I've been working on this problem since February. My Agent-Friendly Docs research started with 10+ hours of hands-on testing with Claude, validating 578 coding patterns against real documentation sites. That research turned into the Agent-Friendly Documentation Spec, an open specification with 22 checks, empirical thresholds, and a companion CLI tool for running those checks against any site. The spec was first committed on February 21 and has been iterated publicly with community contributions since then.

When I read Vercel's articles, I noticed overlap with my spec. The combination of llms.txt as a primary discovery mechanism, markdown mirrors via .md URLs, Accept: text/markdown content negotiation, code fence validation, HTTP status and redirect behavior, and a scoring system for evaluating all of these together is the framework I published a month earlier. But I also noticed what was missing. And when I started mapping the omissions against Vercel's platform and business model, I spotted a pattern. I want to talk to you about a question every documentation team should ask: whether the recommendations you're following serve your users or the platform publishing them.

What overlaps

Both specs recommend the same core practices. If you read only the overlapping portions, you'd come away with a similar action list:

Recommendation	Agent-Friendly Docs (Feb 21)	Jordan article (Mar 23)
Serve `llms.txt` as primary discovery	5 checks with size limits, link validation, progressive disclosure	"Serve llms.txt at root"
Markdown mirrors via `.md` URLs	`markdown-url-support` check	"Provide markdown mirrors for HTML pages"
`Accept: text/markdown` content negotiation	`content-negotiation` check	"Support Accept: text/markdown"
Code fences with language identifiers	`markdown-code-fence-validity` check	"Fence all code blocks with language identifiers"
HTTP status and redirect behavior	`http-status-codes` + `redirect-behavior`	"Return HTTP 200 with 0-1 redirects"
Scoring system	Pass/warn/fail per check with defined thresholds	Percentage scale (0-100)

Individual pieces of this existed before either spec. Jeremy Howard proposed llms.txt in September 2024. Checkly published research on agent content negotiation. But the combination of these elements into a unified evaluative framework with a scoring system is, as far as I can find, something I published first.

The Jordan article's "Further Reading" section cites four generic standards: llmstxt.org, schema.org, openapis.org, and robotstxt.org. The Haines article links to the Jordan article three times but likewise cites no external research. Neither article references the Agent-Friendly Docs spec, this site, or the GitHub repository.

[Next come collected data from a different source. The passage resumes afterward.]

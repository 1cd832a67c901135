pub mod models;
pub mod store;

pub use models::*;
pub use store::*;
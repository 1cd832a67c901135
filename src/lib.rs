pub mod client;
pub mod config;
pub mod cooldown;
pub mod error;
pub mod ingress;
pub mod polls;
pub mod protocol;
pub mod socket;
pub mod sse;
pub mod startup;
pub mod tally;

pub use error::PollError;
pub use startup::{AppState, app};
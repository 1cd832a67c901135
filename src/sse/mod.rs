pub mod models;
pub use models::*;

mod sse_broadcaster;
pub use sse_broadcaster::*;

mod tally_sse;
pub use tally_sse::tally_sse;
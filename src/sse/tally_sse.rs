use crate::protocol::{EVENT_COOLDOWN_CLEAR, EVENT_TALLY_UPDATE};
use crate::sse::models::PollEvent;
use crate::startup::AppState;
use crate::tally::Tally;
use axum::{
    extract::Extension,
    response::sse::{Event, KeepAlive, Sse},
};
use futures::stream::Stream;
use serde_json::json;
use std::convert::Infallible;
use tokio::sync::broadcast::error::RecvError;
use tracing::{debug, warn};

/// Field order follows the struct: agree, neutral, disagree.
fn tally_event(tally: &Tally) -> Event {
    let data = serde_json::to_string(tally).unwrap_or_else(|e| {
        warn!("failed to encode tally: {e}");
        json!({ "error": "Transport unavailable", "details": e.to_string() }).to_string()
    });
    Event::default().event(EVENT_TALLY_UPDATE).data(data)
}

/// Live tally feed. Opens with the current snapshot, then relays every
/// tally update and cooldown clear in publish order.
pub async fn tally_sse(
    Extension(app_state): Extension<AppState>,
) -> Sse<impl Stream<Item = Result<Event, Infallible>>> {
    let ingress = app_state.ingress.clone();

    let stream = async_stream::stream! {
        let (current, mut rx) = ingress.subscribe().await;
        yield Ok(tally_event(&current));

        loop {
            match rx.recv().await {
                Ok(PollEvent::TallyUpdate(tally)) => yield Ok(tally_event(&tally)),
                Ok(PollEvent::CooldownClear) => {
                    yield Ok(Event::default()
                        .event(EVENT_COOLDOWN_CLEAR)
                        .data(json!({}).to_string()));
                }
                Err(RecvError::Lagged(skipped)) => {
                    warn!(skipped, "sse observer lagged, resynchronising");
                    let (current, fresh) = ingress.subscribe().await;
                    rx = fresh;
                    yield Ok(tally_event(&current));
                }
                Err(RecvError::Closed) => {
                    debug!("broadcaster closed, ending sse stream");
                    break;
                }
            }
        }
    };

    Sse::new(stream).keep_alive(
        KeepAlive::new()
            .interval(app_state.keep_alive)
            .text("keep-alive"),
    )
}
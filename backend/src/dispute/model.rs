//! Dispute models

use chrono::{DateTime, Utc};
use rand::Rng;
use serde::{Deserialize, Serialize};
use uuid::Uuid;
use validator::Validate;

#[derive(Debug, Serialize, Deserialize, sqlx::Type, Clone, Copy, PartialEq, Eq)]
#[sqlx(type_name = "dispute_status", rename_all = "SCREAMING_SNAKE_CASE")]
#[serde(rename_all = "SCREAMING_SNAKE_CASE")]
pub enum DisputeStatus {
    Open,
    UnderReview,
    ResolvedBuyer,
    ResolvedSeller,
    Closed,
}

impl DisputeStatus {
    pub const ACTIVE: [DisputeStatus; 2] = [DisputeStatus::Open, DisputeStatus::UnderReview];

    /// Open and under-review disputes hold the transaction in DISPUTE_OPENED
    pub fn is_active(&self) -> bool {
        Self::ACTIVE.contains(self)
    }
}

#[derive(Debug, Serialize, Deserialize, sqlx::Type, Clone, Copy, PartialEq, Eq)]
#[sqlx(type_name = "dispute_reason", rename_all = "snake_case")]
#[serde(rename_all = "snake_case")]
pub enum DisputeReason {
    NotTransferred,
    InvalidReservation,
    EventChanged,
    NotAsDescribed,
    PaymentIssue,
    Other,
}

#[derive(Debug, Serialize, Deserialize, sqlx::FromRow, Clone)]
pub struct Dispute {
    pub id: i64,
    pub protocol: String,
    pub transaction_id: i64,
    pub opener_id: Uuid,
    pub reason: DisputeReason,
    pub description: String,
    /// Storage references of uploaded evidence
    pub evidence: Vec<String>,
    pub status: DisputeStatus,
    pub resolution_notes: Option<String>,
    pub resolved_by: Option<Uuid>,
    pub resolved_at: Option<DateTime<Utc>>,
    pub created_at: DateTime<Utc>,
    pub updated_at: DateTime<Utc>,
}

#[derive(Debug, Clone)]
pub struct NewDispute {
    pub protocol: String,
    pub transaction_id: i64,
    pub opener_id: Uuid,
    pub reason: DisputeReason,
    pub description: String,
    pub evidence: Vec<String>,
    pub created_at: DateTime<Utc>,
}

/// Result of the atomic dispute insert + transaction status change
#[derive(Debug, Clone)]
pub enum OpenDisputeOutcome {
    Opened(Dispute, crate::transaction::Transaction),
    /// The opener already has an open or under-review dispute on this transaction
    ActiveDisputeExists,
    /// The transaction is not in a disputable status
    InvalidState(crate::transaction::TransactionStatus),
    /// The generated protocol number is already in use
    ProtocolTaken,
}

#[derive(Debug, Deserialize, Validate)]
pub struct OpenDisputeRequest {
    pub reason: DisputeReason,
    #[validate(length(min = 10, max = 5000))]
    pub description: String,
    #[validate(length(max = 20))]
    #[serde(default)]
    pub evidence: Vec<String>,
}

/// Terminal outcome chosen by an administrator
#[derive(Debug, Serialize, Deserialize, Clone, Copy, PartialEq, Eq)]
#[serde(rename_all = "SCREAMING_SNAKE_CASE")]
pub enum DisputeResolution {
    ResolvedBuyer,
    ResolvedSeller,
    Closed,
}

impl From<DisputeResolution> for DisputeStatus {
    fn from(resolution: DisputeResolution) -> Self {
        match resolution {
            DisputeResolution::ResolvedBuyer => DisputeStatus::ResolvedBuyer,
            DisputeResolution::ResolvedSeller => DisputeStatus::ResolvedSeller,
            DisputeResolution::Closed => DisputeStatus::Closed,
        }
    }
}

#[derive(Debug, Deserialize)]
pub struct ResolveDisputeRequest {
    pub resolution: DisputeResolution,
    pub notes: Option<String>,
}

/// Protocol numbers look like `DSP-20261019-482913`
pub fn generate_protocol(now: DateTime<Utc>) -> String {
    let serial: u32 = rand::thread_rng().gen_range(0..1_000_000);
    format!("DSP-{}-{:06}", now.format("%Y%m%d"), serial)
}

#[cfg(test)]
mod tests {
    use super::*;
    use chrono::TimeZone;

    #[test]
    fn test_protocol_format() {
        let now = Utc.with_ymd_and_hms(2026, 10, 19, 12, 0, 0).unwrap();
        let protocol = generate_protocol(now);
        assert!(protocol.starts_with("DSP-20261019-"));
        assert_eq!(protocol.len(), "DSP-20261019-000000".len());
    }

    #[test]
    fn test_active_statuses() {
        assert!(DisputeStatus::Open.is_active());
        assert!(DisputeStatus::UnderReview.is_active());
        assert!(!DisputeStatus::ResolvedBuyer.is_active());
        assert!(!DisputeStatus::ResolvedSeller.is_active());
        assert!(!DisputeStatus::Closed.is_active());
    }
}
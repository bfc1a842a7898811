//! Chat send-gate API handlers

use std::sync::Arc;

use axum::{
    extract::{Path, State},
    Json,
};
use chrono::Utc;
use uuid::Uuid;

use crate::chat::{ChatGuard, CheckMessageRequest, SendDecision, UserViolationData};
use crate::error::ApiError;
use crate::middleware::{AdminUser, AuthenticatedUser};
use crate::models::ApiResponse;

/// POST /api/chat/messages/check - Called by the chat service before delivery
pub async fn check_message(
    State(guard): State<Arc<ChatGuard>>,
    user: AuthenticatedUser,
    Json(request): Json<CheckMessageRequest>,
) -> Result<Json<ApiResponse<SendDecision>>, ApiError> {
    let decision = guard.check_send(user.user_id, request, Utc::now()).await?;
    Ok(Json(ApiResponse::ok(decision)))
}

/// GET /api/chat/violations/me
pub async fn my_violations(
    State(guard): State<Arc<ChatGuard>>,
    user: AuthenticatedUser,
) -> Result<Json<ApiResponse<UserViolationData>>, ApiError> {
    let data = guard.violations(user.user_id).await?;
    Ok(Json(ApiResponse::ok(data)))
}

/// DELETE /api/chat/violations/:user_id
pub async fn reset_violations(
    State(guard): State<Arc<ChatGuard>>,
    AdminUser(admin): AdminUser,
    Path(user_id): Path<Uuid>,
) -> Result<Json<ApiResponse<UserViolationData>>, ApiError> {
    let data = guard.reset(user_id, admin.user_id).await?;
    Ok(Json(ApiResponse::ok(data)))
}
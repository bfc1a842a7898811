//! Application state shared across handlers

use std::sync::Arc;

use axum::extract::FromRef;

use crate::auth::JwtSecret;
use crate::chat::ChatGuard;
use crate::dispute::DisputeService;
use crate::services::FraudReviewService;
use crate::transaction::TransactionService;
use crate::vendor_approval::VendorApprovalService;
use crate::websocket::WsState;

/// Shared application state
#[derive(Clone)]
pub struct AppState {
    pub transaction_service: Arc<TransactionService>,
    pub dispute_service: Arc<DisputeService>,
    pub approval_service: Arc<VendorApprovalService>,
    pub fraud_service: Arc<FraudReviewService>,
    pub chat_guard: Arc<ChatGuard>,
    pub ws_state: WsState,
    pub jwt_secret: JwtSecret,
    /// Shared secret the payment gateway sends in `X-Webhook-Secret`
    pub webhook_secret: Option<String>,
}

impl FromRef<AppState> for WsState {
    fn from_ref(app_state: &AppState) -> Self {
        app_state.ws_state.clone()
    }
}

impl FromRef<AppState> for JwtSecret {
    fn from_ref(app_state: &AppState) -> Self {
        app_state.jwt_secret.clone()
    }
}

impl FromRef<AppState> for Arc<TransactionService> {
    fn from_ref(app_state: &AppState) -> Self {
        app_state.transaction_service.clone()
    }
}

impl FromRef<AppState> for Arc<DisputeService> {
    fn from_ref(app_state: &AppState) -> Self {
        app_state.dispute_service.clone()
    }
}

impl FromRef<AppState> for Arc<VendorApprovalService> {
    fn from_ref(app_state: &AppState) -> Self {
        app_state.approval_service.clone()
    }
}

impl FromRef<AppState> for Arc<FraudReviewService> {
    fn from_ref(app_state: &AppState) -> Self {
        app_state.fraud_service.clone()
    }
}

impl FromRef<AppState> for Arc<ChatGuard> {
    fn from_ref(app_state: &AppState) -> Self {
        app_state.chat_guard.clone()
    }
}
//! Trust-gated chat control
//!
//! The filter mode is derived from the transaction status on every send, and
//! repeated circumvention attempts escalate a per-user penalty.

pub mod analyzer;
pub mod service;
pub mod trust_gate;
pub mod violations;

pub use analyzer::{analyze_message, analyze_message_with, MessageAnalysis, Strictness, ViolationType};
pub use service::{ChatGuard, CheckMessageRequest, SendDecision};
pub use trust_gate::{resolve_filter_mode, FilterMode};
pub use violations::{NewViolation, PenaltyLevel, UserViolationData, ViolationRecord};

I'll leave the attribution question there. I want to focus on the more useful question: what did Vercel leave out, and why?

What Vercel omits

My spec has 22 checks across 8 categories. Many of them don't appear in either Vercel article. Here's what's missing:

SPA/client-side rendering detection. Pages built with client-side rendering return empty shells to coding agents. The agent gets a 200 response with navigation chrome but zero documentation content. This is worse than truncation because the agent doesn't know anything is missing.
Truncation budget analysis with platform-specific limits. Claude Code truncates at ~100K characters. MCP Fetch defaults to 5K. Cursor varies between 28KB and 240KB+ depending on the fetch method. These numbers matter for sizing your content. Research into platform truncation limits is ongoing; check out the research Rhyannon Rodriguez has been doing for more details.
Content-start-position. How far into the HTML response does actual documentation content begin? On some sites, the answer is 87% of the way through, because inline CSS and navigation chrome fill the truncation budget before the first paragraph.
llms.txt size limits with defined thresholds. My spec recommends under 50K characters for a pass, with a progressive disclosure pattern for large documentation sets.
llms.txt freshness monitoring. Does your llms.txt actually reflect what's on your site?
Markdown-content parity. Do your markdown and HTML versions contain the same content?
Cache header hygiene.
The distinction between coding agents and training crawlers. My spec explicitly scopes to real-time coding agents (Claude Code, Cursor, Copilot) and excludes training crawlers (GPTBot, ClaudeBot). Both Vercel articles conflate them.

That last point deserves its own section.

Coding agents and training crawlers are not the same audience

The Jordan article recommends configuring robots.txt to allow GPTBot, ClaudeBot, CCBot, and Google-Extended. The Haines article doubles down with a user-agent detection system for "Claude, ChatGPT, GPTBot, Cursor, Copilot." Both claim to address coding agents, but the mechanisms they describe primarily catch training crawlers. These are fundamentally different audiences.

Coding agents use generic HTTP libraries or embedded browsers. When I did my research earlier this month, Claude Code identified itself as axios/1.8.4. Cursor sent axios/1.13.5 (or fell back to Python-urllib/3.13). GitHub Copilot used the VS Code embedded browser. The versions may have changed by now, but the implementations probably haven't. These tools are indistinguishable from normal developer tooling or browser traffic. They don't check robots.txt because they're not crawlers; they're HTTP clients making targeted requests during a development session.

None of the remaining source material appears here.